Der Mann aus Wittenberg ließ sich nicht einschüchtern. So wurde er schließlich mit der Reichsacht belegt, was einem Todesurteil gleichkam. Um ihn und vielleicht auch die eigene Herrschaft zu schützen, zog ihn sein Landesherr, der Kurfürst Friedrich für einige Monate aus dem Verkehr. Doch während Luther auf der Wartburg das neue Testament übersetzte, verbreiteten sich seine Ideen wie ein Lauffeuer.
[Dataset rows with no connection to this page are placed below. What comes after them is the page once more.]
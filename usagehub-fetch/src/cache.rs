//! Last-known-good snapshot cache.
//!
//! The pipeline saves every fresh snapshot here and falls back to it when all
//! strategies fail. One entry per provider; a save replaces the previous
//! entry wholesale. The cache never expires entries on its own: staleness is
//! a presentation concern answered by [`is_stale`].

use std::collections::HashMap;
use std::sync::{Mutex, PoisonError};

use async_trait::async_trait;
use chrono::Duration;
use usagehub_core::{ProviderId, UsageSnapshot};

use crate::error::CacheError;

// ============================================================================
// Snapshot Cache Trait
// ============================================================================

/// Storage for the most recent successful snapshot of each provider.
#[async_trait]
pub trait SnapshotCache: Send + Sync {
    /// Stores `snapshot` as the latest value for its provider.
    async fn save(&self, snapshot: &UsageSnapshot) -> Result<(), CacheError>;

    /// Loads the latest snapshot for `provider`, if any.
    ///
    /// An unreadable entry is reported as absent.
    async fn load(&self, provider: &ProviderId) -> Option<UsageSnapshot>;

    /// Removes the entry for `provider`.
    async fn clear(&self, provider: &ProviderId) -> Result<(), CacheError>;

    /// Removes every entry.
    async fn clear_all(&self) -> Result<(), CacheError>;
}

/// Returns true if `snapshot` is older than `threshold_minutes`.
pub fn is_stale(snapshot: &UsageSnapshot, threshold_minutes: u64) -> bool {
    let minutes = i64::try_from(threshold_minutes).unwrap_or(i64::MAX);
    snapshot.is_stale(Duration::try_minutes(minutes).unwrap_or(Duration::MAX))
}

// ============================================================================
// Memory Cache
// ============================================================================

/// In-process snapshot cache.
#[derive(Debug, Default)]
pub struct MemorySnapshotCache {
    entries: Mutex<HashMap<ProviderId, UsageSnapshot>>,
}

impl MemorySnapshotCache {
    /// Creates an empty cache.
    pub fn new() -> Self {
        Self::default()
    }

    /// Creates a cache pre-populated with snapshots keyed by their provider.
    pub fn with_snapshots(snapshots: impl IntoIterator<Item = UsageSnapshot>) -> Self {
        let entries = snapshots
            .into_iter()
            .map(|s| (s.provider_id.clone(), s))
            .collect();
        Self {
            entries: Mutex::new(entries),
        }
    }

    /// Number of cached providers.
    pub fn len(&self) -> usize {
        self.entries.lock().unwrap_or_else(PoisonError::into_inner).len()
    }

    /// Returns true if nothing is cached.
    pub fn is_empty(&self) -> bool {
        self.len() == 0
    }
}

#[async_trait]
impl SnapshotCache for MemorySnapshotCache {
    async fn save(&self, snapshot: &UsageSnapshot) -> Result<(), CacheError> {
        self.entries
            .lock()
            .unwrap_or_else(PoisonError::into_inner)
            .insert(snapshot.provider_id.clone(), snapshot.clone());
        Ok(())
    }

    async fn load(&self, provider: &ProviderId) -> Option<UsageSnapshot> {
        self.entries
            .lock()
            .unwrap_or_else(PoisonError::into_inner)
            .get(provider)
            .cloned()
    }

    async fn clear(&self, provider: &ProviderId) -> Result<(), CacheError> {
        self.entries
            .lock()
            .unwrap_or_else(PoisonError::into_inner)
            .remove(provider);
        Ok(())
    }

    async fn clear_all(&self) -> Result<(), CacheError> {
        self.entries.lock().unwrap_or_else(PoisonError::into_inner).clear();
        Ok(())
    }
}

// ============================================================================
// Tests
// ============================================================================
Überall in Deutschland schossen Reformbewegungen aus dem Boden, die zunächst auf religiöse, dann aber auch auf soziale Neuerungen zielten, auf eine gerechte Verteilung von Macht und Reichtum.

Sprecher 2:
Auch die Stimmung in Wittenberg, der kleinen Stadt im Fürstentum Sachsen war, wenn man so sagen will, vorrevolutionär. Aufgeregte Diskussionen, geharnischte Reden, heiße Köpfe, Forderungen und Resolutionen, - die Unruhe mag sich auf gleiche Weise geäußert haben, wie sie es heute tut. Man mußte doch endlich ernstmachen mit den Erkenntnissen Martin Luthers. Man mußte doch endlich umsetzen, was der eigene Glaube als richtig erkannt hatte! Allen voran die heilige Messe abschaffen, die der Reformator selbst als sündig und sonderbar gebrandmarkt hatte. Der neue Glaube wollte sich Ausdruck verleihen, und dazu brauchte er eine gottesdienstliche Feier, die seinen Überzeugungen nicht widersprach. Also weg mit der Messe, abgeschafft, die alten Zöpfe abgeschnitten ohne Wenn und Aber! Irgendwann mußte sich doch etwas bewegen!
Wie nahe sie uns sind, die Wittenberger Luther-Freunde. Und wie ungern sie die Worte ihres Vordenkers gehört haben werden. Der nämlich hatte am Sonntag Invokavit des Jahres 1522 die Wartburg verlassen, um die Stimmung zu dämpfen. An sieben aufeinanderfolgenden Tagen hielt er in der Stadtkirche zu Wittenberg seine später berühmt gewordenen Invokavit-Predigten. Wir wollen heute den Reformatoren mit der zweiten, der Montagspredigt, zu Wort kommen lassen. Ihn ins Gespräch bringen mit den Fragen, die seine Weggefährten damals gehabt haben mögen - und wir heute noch haben.

Sprecher 1:
„Lieben Freunde, Ir habt gestern gehört, … wie das gantze Christliche leben und Wesen sey gleuben und lieben.“ (S.13)
Die Liebe aber handelt so, „dass sie nicht zwinget noch allzu strenge feret“. (S.14)
Daß die Messe auf die bisherige Weise gehalten „sündlich ist“, und „sollten abgethan sein“ (S.14), das soll man „predigen, … schreiben und verkündigen…“, doch „niemand sol man mit den Haren davon reissen, sondern man soll es Gott heim geben und sein wort allen wircken lassen one unser zuthun oder wercke.“ (S.14)

Sprecher 2:
Ob es bei der Predigt in der Wittenberger Stadtkirche Zwischenrufe gegeben hat? Kaum anzunehmen, dass Luthers Weggefährten –scharfe und kritische Geister waren darunter - den Worten des Reformators ergeben gelauscht haben.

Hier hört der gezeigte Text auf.